2015-2019 yılları arasında 536 binden fazla çalışanın katılımıyla gerçekleştirilen çalışmanın sonuçları, özellikle kadın çalışanların depresyona daha yatkın olduğunu gösteriyor. Ancak asıl dikkat çeken detay, bazı meslek gruplarındaki depresyon oranlarının genel toplum ortalamasının oldukça üzerine çıkması. Araştırmaya göre, toplumsal ve sosyal hizmetler alanında çalışanların %20,5'i yaşamları boyunca en az bir kez depresyon tanısı almış. Bu oranla sektör, depresyonun en sık görüldüğü iş kolu olarak öne çıkıyor.
RUH SAĞLIĞI ÖNCELİKLİ
Uzmanlar, ruh sağlığı sorunlarının yalnızca bireysel değil, aynı zamanda toplumsal ve ekonomik sonuçlar doğurduğunu vurguluyor.
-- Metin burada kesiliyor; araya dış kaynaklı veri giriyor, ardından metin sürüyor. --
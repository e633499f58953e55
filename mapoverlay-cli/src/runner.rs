//! CLI runner for common setup.
//!
//! Encapsulates config loading and logging initialization so command
//! handlers start from a ready environment.

use crate::error::CliError;
use mapoverlay::config::ConfigFile;
use mapoverlay::engine::EngineConfig;
use mapoverlay::logging::{init_logging_at, LoggingGuard};
use tracing::info;

/// Runner that manages CLI lifecycle.
pub struct CliRunner {
    /// Logging guard - keeps logging active while runner exists
    #[allow(dead_code)]
    logging_guard: LoggingGuard,
    /// Loaded configuration file
    config: ConfigFile,
}

impl CliRunner {
    /// Create a new CLI runner with optional debug logging.
    ///
    /// Logs go to the file named in the config. Stdout logging is only
    /// enabled in debug mode so command output stays readable.
    pub fn with_debug(debug_mode: bool) -> Result<Self, CliError> {
        let config = ConfigFile::load()?;

        let logging_guard = init_logging_at(&config.logging.file, debug_mode, debug_mode)
            .map_err(|e| CliError::LoggingInit(e.to_string()))?;

        Ok(Self {
            logging_guard,
            config,
        })
    }

    /// Get the loaded configuration.
    pub fn config(&self) -> &ConfigFile {
        &self.config
    }

    /// Engine settings derived from the loaded configuration.
    pub fn engine_config(&self) -> EngineConfig {
        EngineConfig::from(&self.config)
    }

    /// Log startup information for a command.
    pub fn log_startup(&self, command: &str) {
        info!("mapoverlay v{}", mapoverlay::VERSION);
        info!(
            command = command,
            log_file = %self.config.logging.file.display(),
            "mapoverlay CLI starting"
        );
    }
}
Yine uzmanlara göre çalışanların iş yerindeki mutluluğu hem de iş verimliliğini artırıyor.
ÇARPICI VERİLER
.Gıda hazırlama ve servis hizmetleri: %20,1
.Sanat, eğlence, spor ve medya: %18,6
.Konaklama ve yemek hizmetleri: %18,4
.Sağlık ve sosyal yardım: %18,2
.Perakende satış: %17,7
.Hukuk, eğitim ve kütüphane: %16,1 Bu mesleklerde çalışanlar, duygusal yıpranma, düşük maaş, belirsiz çalışma saatleri ve sürekli insan etkileşimi gibi etkenlerle daha yoğun bir zihinsel baskı altında kalıyor.
TEHLİKELİ SEKTÖRLE
Araştırmada öne çıkan bir diğer ilginç sonuç ise bazı meslek gruplarında depresyon oranı düşük olsa da, intihar oranlarının oldukça yüksek olması. Örneğin:
. Madencilik: %6,7
. İnşaat: %8,9
. Tarım ve mühendislik: %9 Bu sektörlerde çalışanlar genellikle depresyon belirtilerini dışa vurmakta zorlanabiliyor ya da psikolojik destek almaktan kaçınabiliyor. Bu durum ise daha derin ve sonuçları ağır sorunlara yol açabiliyor.